The founder of the International Society for Krishna Consciousness, ISKCON, A.C. Bhaktivedanta Swami Prabhupada, called the Sai Baba a ‘charlatan’ (or cheat) and cautioned the people against these kind of godmen who call themselves God to fool the public. New Delhi and via the country’s capital, many areas of trade and commerce are affected by such ‘religious’ cheaters. In fact a lot many people are ill in New Delhi and do not know the real reason behind how they are getting ill. Skin disease, gastric ailments, baldness, mental illness, acute behavioral problems even among young children etc. are common maladies in the last decade or so. Medical bodies must do some study on the health trends of the masses based on such leads, as the country could get affected on an epidemic-like scale. An example not directly related to New Delhi but relevant all the same is an questionnaire survey of 10,000 primary school-children, parents and teachers in Ajmer which reported behavior problems in 38% of 6199 children.

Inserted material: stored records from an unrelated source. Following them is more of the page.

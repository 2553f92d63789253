//! `BrowserHost` backed by the real window: DOM listeners, `setInterval` and
//! viewport scrolling.

use std::{cell::RefCell, collections::HashMap, rc::Weak, time::Duration};

use shared::{
    domain::{ListenerKind, SubscriptionId, TimerId},
    error::SiteError,
    protocol::BrowserEvent,
};
use site_core::{
    nav::BarTreatment,
    view::{self, ACTIVE_ATTR, FEATURE_ATTR, TREATMENT_ATTR},
    BrowserHost,
};
use wasm_bindgen::{closure::Closure, prelude::wasm_bindgen, JsCast, JsValue};
use web_sys::{Element, Event, Window};

use crate::App;

pub(crate) fn js_error(value: JsValue) -> SiteError {
    SiteError::host(format!("{value:?}"))
}

pub(crate) struct WebHost {
    window: Window,
    app: Weak<RefCell<App>>,
    listeners: HashMap<SubscriptionId, (ListenerKind, Closure<dyn FnMut(Event)>)>,
    intervals: HashMap<TimerId, (i32, Closure<dyn FnMut()>)>,
}

impl WebHost {
    pub(crate) fn new(window: Window, app: Weak<RefCell<App>>) -> Self {
        Self {
            window,
            app,
            listeners: HashMap::new(),
            intervals: HashMap::new(),
        }
    }

    pub(crate) fn window(&self) -> &Window {
        &self.window
    }

    fn slot(&self, slot_id: &str) -> Result<Element, SiteError> {
        self.window
            .document()
            .ok_or_else(|| SiteError::host("window has no document"))?
            .get_element_by_id(slot_id)
            .ok_or_else(|| SiteError::host(format!("missing mount point #{slot_id}")))
    }

    pub(crate) fn set_slot(&self, slot_id: &str, html: &str) -> Result<(), SiteError> {
        self.slot(slot_id)?.set_inner_html(html);
        Ok(())
    }

    /// Swaps the bar treatment on the live `<nav>` so its CSS transition runs.
    pub(crate) fn patch_bar(&self, treatment: BarTreatment) -> Result<(), SiteError> {
        let selector = format!("nav[{TREATMENT_ATTR}]");
        let Some(bar) = self
            .slot(view::NAV_SLOT_ID)?
            .query_selector(&selector)
            .map_err(js_error)?
        else {
            return Err(SiteError::host("nav bar is not rendered"));
        };
        bar.set_attribute(TREATMENT_ATTR, treatment.as_str()).map_err(js_error)?;
        bar.set_attribute("class", &view::bar_class(treatment)).map_err(js_error)?;
        Ok(())
    }

    /// Moves the active marker between the rendered feature pills.
    pub(crate) fn mark_active_feature(&self, active: usize) -> Result<(), SiteError> {
        let pills = self
            .slot(view::PAGE_SLOT_ID)?
            .query_selector_all(&format!("[{FEATURE_ATTR}]"))
            .map_err(js_error)?;
        for idx in 0..pills.length() {
            let Some(pill) = pills
                .item(idx)
                .and_then(|node| node.dyn_into::<Element>().ok())
            else {
                continue;
            };
            if pill_is_active(pill.get_attribute(FEATURE_ATTR).as_deref(), active) {
                pill.set_attribute(ACTIVE_ATTR, "").map_err(js_error)?;
            } else {
                pill.remove_attribute(ACTIVE_ATTR).map_err(js_error)?;
            }
        }
        Ok(())
    }
}

#[wasm_bindgen]
extern "C" {
    #[wasm_bindgen(catch, js_namespace = lucide, js_name = createIcons)]
    fn create_icons() -> Result<(), JsValue>;
}

/// Turns freshly inserted `<i data-lucide>` placeholders into SVG icons.
pub(crate) fn refresh_icons() {
    if let Err(err) = create_icons() {
        tracing::warn!(error = ?err, "lucide icons unavailable");
    }
}

pub(crate) fn pill_is_active(feature_attr: Option<&str>, active: usize) -> bool {
    feature_attr.and_then(|raw| raw.parse::<usize>().ok()) == Some(active)
}

/// Maps a click to a shell event: the menu toggle, a nav link, or nothing.
pub(crate) fn classify_click(on_toggle: bool, nav_link_href: Option<String>) -> Option<BrowserEvent> {
    if on_toggle {
        return Some(BrowserEvent::MenuToggled);
    }
    nav_link_href.map(|href| BrowserEvent::LinkSelected { href })
}

fn translate(kind: ListenerKind, window: &Window, event: &Event) -> Option<BrowserEvent> {
    match kind {
        ListenerKind::HashChange => Some(BrowserEvent::FragmentChanged {
            fragment: window.location().hash().unwrap_or_default(),
        }),
        ListenerKind::Scroll => Some(BrowserEvent::Scrolled {
            offset_y: window.scroll_y().unwrap_or_default(),
        }),
        ListenerKind::Click => {
            let target = event.target()?.dyn_into::<Element>().ok()?;
            let on_toggle = matches!(target.closest("[data-action=\"toggle-menu\"]"), Ok(Some(_)));
            let href = match target.closest("a[data-nav-link]") {
                Ok(Some(link)) => link.get_attribute("href"),
                _ => None,
            };
            classify_click(on_toggle, href)
        }
    }
}

impl BrowserHost for WebHost {
    fn listen(&mut self, id: SubscriptionId, kind: ListenerKind) -> Result<(), SiteError> {
        if self.listeners.contains_key(&id) {
            return Err(SiteError::host(format!("subscription {} already live", id.0)));
        }
        let app = self.app.clone();
        let window = self.window.clone();
        let callback = Closure::<dyn FnMut(Event)>::new(move |event: Event| {
            if let Some(browser_event) = translate(kind, &window, &event) {
                crate::dispatch(&app, browser_event);
            }
        });
        self.window
            .add_event_listener_with_callback(kind.event_type(), callback.as_ref().unchecked_ref())
            .map_err(js_error)?;
        self.listeners.insert(id, (kind, callback));
        tracing::debug!(id = id.0, kind = kind.event_type(), "dom listener added");
        Ok(())
    }

    fn unlisten(&mut self, id: SubscriptionId) -> Result<(), SiteError> {
        let (kind, callback) = self
            .listeners
            .remove(&id)
            .ok_or_else(|| SiteError::host(format!("subscription {} is not live", id.0)))?;
        self.window
            .remove_event_listener_with_callback(kind.event_type(), callback.as_ref().unchecked_ref())
            .map_err(js_error)?;
        tracing::debug!(id = id.0, kind = kind.event_type(), "dom listener removed");
        Ok(())
    }

    fn start_interval(&mut self, id: TimerId, period: Duration) -> Result<(), SiteError> {
        if self.intervals.contains_key(&id) {
            return Err(SiteError::host(format!("timer {} already running", id.0)));
        }
        let app = self.app.clone();
        let callback = Closure::<dyn FnMut()>::new(move || {
            crate::dispatch(&app, BrowserEvent::IntervalElapsed { timer: id });
        });
        let millis = i32::try_from(period.as_millis()).unwrap_or(i32::MAX);
        let handle = self
            .window
            .set_interval_with_callback_and_timeout_and_arguments_0(
                callback.as_ref().unchecked_ref(),
                millis,
            )
            .map_err(js_error)?;
        self.intervals.insert(id, (handle, callback));
        Ok(())
    }

    fn cancel_interval(&mut self, id: TimerId) -> Result<(), SiteError> {
        let (handle, _callback) = self
            .intervals
            .remove(&id)
            .ok_or_else(|| SiteError::host(format!("timer {} is not running", id.0)))?;
        self.window.clear_interval_with_handle(handle);
        Ok(())
    }

    fn scroll_to_top(&mut self) -> Result<(), SiteError> {
        self.window.scroll_to_with_x_and_y(0.0, 0.0);
        Ok(())
    }

    fn scroll_to_anchor(&mut self, anchor: &str) -> Result<(), SiteError> {
        let target = self
            .window
            .document()
            .and_then(|document| document.get_element_by_id(anchor));
        match target {
            Some(element) => element.scroll_into_view(),
            None => tracing::debug!(anchor, "anchor not on the current page"),
        }
        Ok(())
    }
}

Another example is the number of people affected by skin disease all over their bodies. Every time the writer went out of his place in New Delhi over the past two years he saw at least a few people who have this disease. This disease is very prominent in New Delhi and the Sai Baba group, and other such groups, are almost entirely to be blamed for this. It is difficult to buy from any shop which does not have the Sai Baba displayed in their shops, and especially buying foodstuff from anywhere is impossible without the presence of this godman’s portraits. In the bargain what the shoppers are getting is disease of many kinds due to overexposure to such portraits and people of this group. Hospitals also have such a scenario. A recent report in the Times of India found that the Sai Baba ‘temple’ has a annual turnover of Rs. 1000 crores, and one can imagine the kind of mischief this group can do with that kind of money.  

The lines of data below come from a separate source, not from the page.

use serde::{Deserialize, Serialize};

use crate::domain::{ListenerKind, SubscriptionId, TimerId};

/// Discrete inputs fed to the site shell by a browser adapter or a replay script.
#[derive(Debug, Clone, PartialEq, Serialize, Deserialize)]
#[serde(tag = "type", content = "payload", rename_all = "snake_case")]
pub enum BrowserEvent {
    FragmentChanged { fragment: String },
    Scrolled { offset_y: f64 },
    MenuToggled,
    LinkSelected { href: String },
    IntervalElapsed { timer: TimerId },
}

impl BrowserEvent {
    pub fn name(&self) -> &'static str {
        match self {
            BrowserEvent::FragmentChanged { .. } => "fragment_changed",
            BrowserEvent::Scrolled { .. } => "scrolled",
            BrowserEvent::MenuToggled => "menu_toggled",
            BrowserEvent::LinkSelected { .. } => "link_selected",
            BrowserEvent::IntervalElapsed { .. } => "interval_elapsed",
        }
    }
}

/// Side effects the shell asks its host to perform, in order.
#[derive(Debug, Clone, PartialEq, Eq, Serialize, Deserialize)]
#[serde(tag = "type", content = "payload", rename_all = "snake_case")]
pub enum HostEffect {
    Listen {
        id: SubscriptionId,
        kind: ListenerKind,
    },
    Unlisten {
        id: SubscriptionId,
    },
    StartInterval {
        id: TimerId,
        period_ms: u64,
    },
    CancelInterval {
        id: TimerId,
    },
    ScrollToTop,
    ScrollToAnchor {
        anchor: String,
    },
}

impl HostEffect {
    pub fn name(&self) -> &'static str {
        match self {
            HostEffect::Listen { .. } => "listen",
            HostEffect::Unlisten { .. } => "unlisten",
            HostEffect::StartInterval { .. } => "start_interval",
            HostEffect::CancelInterval { .. } => "cancel_interval",
            HostEffect::ScrollToTop => "scroll_to_top",
            HostEffect::ScrollToAnchor { .. } => "scroll_to_anchor",
        }
    }
}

The Vedic line of thought has always spoken about the Hindu gods Brahma, Vishnu and Mahesh as the creator, maintainer and destroyer of the universe. Which also means that God has a contender for his post now, with the deifying of Sai Baba in most of the capital`s temples.

The cellular activity in two human beings could become diametrically opposed to each other, according to their faiths either in groups like Sai Baba, or the legitimate Hindu god Vishnu. Again this would obviously mean that we are dealing with, in this context, an anti-Vishnu and anti-god group. The harmful effect is showing slowly in the frequency of occurrence of the above-mentioned illnesses. Also, like AIDS, for which there is no cure, we cannot be sure how the sick body cells are mutating in people promoting the Sai Baba group which represents everything that is opposed to God. This is apart from the tragedy of those people who are getting infected from the open market, for apparently no fault of theirs.

This could also be reason for a still unperceived rift in the armed forces, government machinery, political parties, educational organisations etc. and needs some amount of awareness on the part of all those involved. Also political parties at the helm of affairs during the last decade or so can be cross-checked as Indian business enterprise, especially in New Delhi, has leapfrogged during this time only.

Crimes like rape, which have become very common in New Delhi in the recent years, could be the result of the way these fake religions act against all righteousness and morality, and aim to destroy the bonds of love, affection and care in the society because it is actually an anti-religion, while posing to be a valid religion. Politicians and business lobbies should keep away from cheating the nation in such a way by colluding with crass religionists.